ABOUT THIS TASK: Your answer should be the full set of entries, given again without alteration.

DATA LISTING:

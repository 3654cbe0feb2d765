//! Configuration structures for the extraction pipeline.

use serde::{Deserialize, Serialize};
use std::path::PathBuf;

/// Main configuration for the probex pipeline.
#[derive(Debug, Clone, Default, Serialize, Deserialize)]
#[serde(default)]
pub struct ProbexConfig {
    /// Text acquisition (text layer vs. OCR) configuration.
    pub acquisition: AcquisitionConfig,

    /// OCR engine configuration.
    pub ocr: OcrConfig,

    /// Field extraction configuration.
    pub extraction: ExtractionConfig,

    /// Model configuration.
    pub models: ModelConfig,
}

/// How page text is acquired.
#[derive(Debug, Clone, Serialize, Deserialize)]
#[serde(default)]
pub struct AcquisitionConfig {
    /// Minimum normalized text-layer length (chars) to skip whole-document OCR.
    pub min_text_length: usize,

    /// DPI for rasterizing pages before OCR.
    pub ocr_dpi: u32,

    /// Pages with fewer normalized chars than this are OCR'd individually.
    pub blank_page_threshold: usize,

    /// Never switch the whole document to OCR, even when the text layer is short.
    pub prefer_text_layer: bool,

    /// Write each page's final text under `debug_root`.
    pub debug: bool,

    /// Root directory for debug page dumps.
    pub debug_root: PathBuf,
}

impl Default for AcquisitionConfig {
    fn default() -> Self {
        Self {
            min_text_length: 200,
            ocr_dpi: 300,
            blank_page_threshold: 10,
            prefer_text_layer: false,
            debug: false,
            debug_root: PathBuf::from("debug"),
        }
    }
}

/// OCR engine configuration.
#[derive(Debug, Clone, Serialize, Deserialize)]
#[serde(default)]
pub struct OcrConfig {
    /// Keep `[UNK]` tokens emitted by the recognizer instead of blanking them.
    pub keep_unk: bool,

    /// Convert pages to grayscale and stretch contrast before recognition.
    pub preprocess: bool,

    /// Maximum image dimension (longer side) handed to the recognizer.
    pub max_image_size: u32,
}

impl Default for OcrConfig {
    fn default() -> Self {
        Self {
            keep_unk: false,
            preprocess: true,
            max_image_size: 4096,
        }
    }
}

/// Field extraction behaviour.
#[derive(Debug, Clone, Serialize, Deserialize)]
#[serde(default)]
pub struct ExtractionConfig {
    /// Split PDFs that bundle several petitions into separate cases.
    pub split_cases: bool,

    /// Let title markers on the first two pages override classification.
    pub use_form_hint: bool,

    /// Blank names that do not occur in the document text.
    pub name_guard: bool,
}

impl Default for ExtractionConfig {
    fn default() -> Self {
        Self {
            split_cases: true,
            use_form_hint: true,
            name_guard: true,
        }
    }
}

/// Model file locations.
#[derive(Debug, Clone, Serialize, Deserialize)]
#[serde(default)]
pub struct ModelConfig {
    /// Directory containing model files.
    pub model_dir: PathBuf,

    /// Text detection model file name.
    pub detection_model: String,

    /// Text recognition model file name.
    pub recognition_model: String,

    /// Character dictionary file name.
    pub dictionary: String,
}

impl Default for ModelConfig {
    fn default() -> Self {
        Self {
            model_dir: PathBuf::from("models"),
            detection_model: "det.onnx".to_string(),
            recognition_model: "latin_rec.onnx".to_string(),
            dictionary: "latin_dict.txt".to_string(),
        }
    }
}

impl ModelConfig {
    /// True when detection, recognition and dictionary files all exist in `dir`.
    pub fn available_in(&self, dir: &std::path::Path) -> bool {
        [&self.detection_model, &self.recognition_model, &self.dictionary]
            .iter()
            .all(|name| dir.join(name).exists())
    }
}

impl ProbexConfig {
    /// Load configuration from a JSON file.
    pub fn from_file(path: &std::path::Path) -> Result<Self, std::io::Error> {
        let content = std::fs::read_to_string(path)?;
        serde_json::from_str(&content).map_err(|e| {
            std::io::Error::new(std::io::ErrorKind::InvalidData, e.to_string())
        })
    }

    /// Save configuration to a JSON file.
    pub fn save(&self, path: &std::path::Path) -> Result<(), std::io::Error> {
        let content = serde_json::to_string_pretty(self).map_err(|e| {
            std::io::Error::new(std::io::ErrorKind::InvalidData, e.to_string())
        })?;
        std::fs::write(path, content)
    }
}

#[cfg(test)]
mod tests {
    use super::*;
    use pretty_assertions::assert_eq;

    #[test]
    fn test_defaults() {
        let config = ProbexConfig::default();
        assert_eq!(config.acquisition.min_text_length, 200);
        assert_eq!(config.acquisition.ocr_dpi, 300);
        assert_eq!(config.acquisition.debug_root, PathBuf::from("debug"));
        assert!(config.extraction.split_cases);
        assert_eq!(config.models.model_dir, PathBuf::from("models"));
    }

    #[test]
    fn test_partial_json_uses_defaults() {
        let config: ProbexConfig =
            serde_json::from_str(r#"{"acquisition": {"min_text_length": 500}}"#).unwrap();
        assert_eq!(config.acquisition.min_text_length, 500);
        assert_eq!(config.acquisition.ocr_dpi, 300);
        assert!(!config.ocr.keep_unk);
    }

    #[test]
    fn test_save_and_load() {
        let dir = tempfile::tempdir().unwrap();
        let path = dir.path().join("config.json");

        let mut config = ProbexConfig::default();
        config.acquisition.prefer_text_layer = true;
        config.save(&path).unwrap();

        let loaded = ProbexConfig::from_file(&path).unwrap();
        assert!(loaded.acquisition.prefer_text_layer);
        assert_eq!(loaded.models.recognition_model, "latin_rec.onnx");
    }
}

OUTPUT FOR THIS TASK:
repository 3654cbe0feb2d765
//! Configuration structures for the extraction pipeline.

use serde::{Deserialize, Serialize};
use std::path::PathBuf;

/// Main configuration for the probex pipeline.
#[derive(Debug, Clone, Default, Serialize, Deserialize)]
#[serde(default)]
pub struct ProbexConfig {
    /// Text acquisition (text layer vs. OCR) configuration.
    pub acquisition: AcquisitionConfig,

    /// OCR engine configuration.
    pub ocr: OcrConfig,

    /// Field extraction configuration.
    pub extraction: ExtractionConfig,

    /// Model configuration.
    pub models: ModelConfig,
}

/// How page text is acquired.
#[derive(Debug, Clone, Serialize, Deserialize)]
#[serde(default)]
pub struct AcquisitionConfig {
    /// Minimum normalized text-layer length (chars) to skip whole-document OCR.
    pub min_text_length: usize,

    /// DPI for rasterizing pages before OCR.
    pub ocr_dpi: u32,

    /// Pages with fewer normalized chars than this are OCR'd individually.
    pub blank_page_threshold: usize,

    /// Never switch the whole document to OCR, even when the text layer is short.
    pub prefer_text_layer: bool,

    /// Write each page's final text under `debug_root`.
    pub debug: bool,

    /// Root directory for debug page dumps.
    pub debug_root: PathBuf,
}

impl Default for AcquisitionConfig {
    fn default() -> Self {
        Self {
            min_text_length: 200,
            ocr_dpi: 300,
            blank_page_threshold: 10,
            prefer_text_layer: false,
            debug: false,
            debug_root: PathBuf::from("debug"),
        }
    }
}

/// OCR engine configuration.
#[derive(Debug, Clone, Serialize, Deserialize)]
#[serde(default)]
pub struct OcrConfig {
    /// Keep `[UNK]` tokens emitted by the recognizer instead of blanking them.
    pub keep_unk: bool,

    /// Convert pages to grayscale and stretch contrast before recognition.
    pub preprocess: bool,

    /// Maximum image dimension (longer side) handed to the recognizer.
    pub max_image_size: u32,
}

impl Default for OcrConfig {
    fn default() -> Self {
        Self {
            keep_unk: false,
            preprocess: true,
            max_image_size: 4096,
        }
    }
}

/// Field extraction behaviour.
#[derive(Debug, Clone, Serialize, Deserialize)]
#[serde(default)]
pub struct ExtractionConfig {
    /// Split PDFs that bundle several petitions into separate cases.
    pub split_cases: bool,

    /// Let title markers on the first two pages override classification.
    pub use_form_hint: bool,

    /// Blank names that do not occur in the document text.
    pub name_guard: bool,
}

impl Default for ExtractionConfig {
    fn default() -> Self {
        Self {
            split_cases: true,
            use_form_hint: true,
            name_guard: true,
        }
    }
}

/// Model file locations.
#[derive(Debug, Clone, Serialize, Deserialize)]
#[serde(default)]
pub struct ModelConfig {
    /// Directory containing model files.
    pub model_dir: PathBuf,

    /// Text detection model file name.
    pub detection_model: String,

    /// Text recognition model file name.
    pub recognition_model: String,

    /// Character dictionary file name.
    pub dictionary: String,
}

impl Default for ModelConfig {
    fn default() -> Self {
        Self {
            model_dir: PathBuf::from("models"),
            detection_model: "det.onnx".to_string(),
            recognition_model: "latin_rec.onnx".to_string(),
            dictionary: "latin_dict.txt".to_string(),
        }
    }
}

impl ModelConfig {
    /// True when detection, recognition and dictionary files all exist in `dir`.
    pub fn available_in(&self, dir: &std::path::Path) -> bool {
        [&self.detection_model, &self.recognition_model, &self.dictionary]
            .iter()
            .all(|name| dir.join(name).exists())
    }
}

impl ProbexConfig {
    /// Load configuration from a JSON file.
    pub fn from_file(path: &std::path::Path) -> Result<Self, std::io::Error> {
        let content = std::fs::read_to_string(path)?;
        serde_json::from_str(&content).map_err(|e| {
            std::io::Error::new(std::io::ErrorKind::InvalidData, e.to_string())
        })
    }

    /// Save configuration to a JSON file.
    pub fn save(&self, path: &std::path::Path) -> Result<(), std::io::Error> {
        let content = serde_json::to_string_pretty(self).map_err(|e| {
            std::io::Error::new(std::io::ErrorKind::InvalidData, e.to_string())
        })?;
        std::fs::write(path, content)
    }
}

#[cfg(test)]
mod tests {
    use super::*;
    use pretty_assertions::assert_eq;

    #[test]
    fn test_defaults() {
        let config = ProbexConfig::default();
        assert_eq!(config.acquisition.min_text_length, 200);
        assert_eq!(config.acquisition.ocr_dpi, 300);
        assert_eq!(config.acquisition.debug_root, PathBuf::from("debug"));
        assert!(config.extraction.split_cases);
        assert_eq!(config.models.model_dir, PathBuf::from("models"));
    }

    #[test]
    fn test_partial_json_uses_defaults() {
        let config: ProbexConfig =
            serde_json::from_str(r#"{"acquisition": {"min_text_length": 500}}"#).unwrap();
        assert_eq!(config.acquisition.min_text_length, 500);
        assert_eq!(config.acquisition.ocr_dpi, 300);
        assert!(!config.ocr.keep_unk);
    }

    #[test]
    fn test_save_and_load() {
        let dir = tempfile::tempdir().unwrap();
        let path = dir.path().join("config.json");

        let mut config = ProbexConfig::default();
        config.acquisition.prefer_text_layer = true;
        config.save(&path).unwrap();

        let loaded = ProbexConfig::from_file(&path).unwrap();
        assert!(loaded.acquisition.prefer_text_layer);
        assert_eq!(loaded.models.recognition_model, "latin_rec.onnx");
    }
}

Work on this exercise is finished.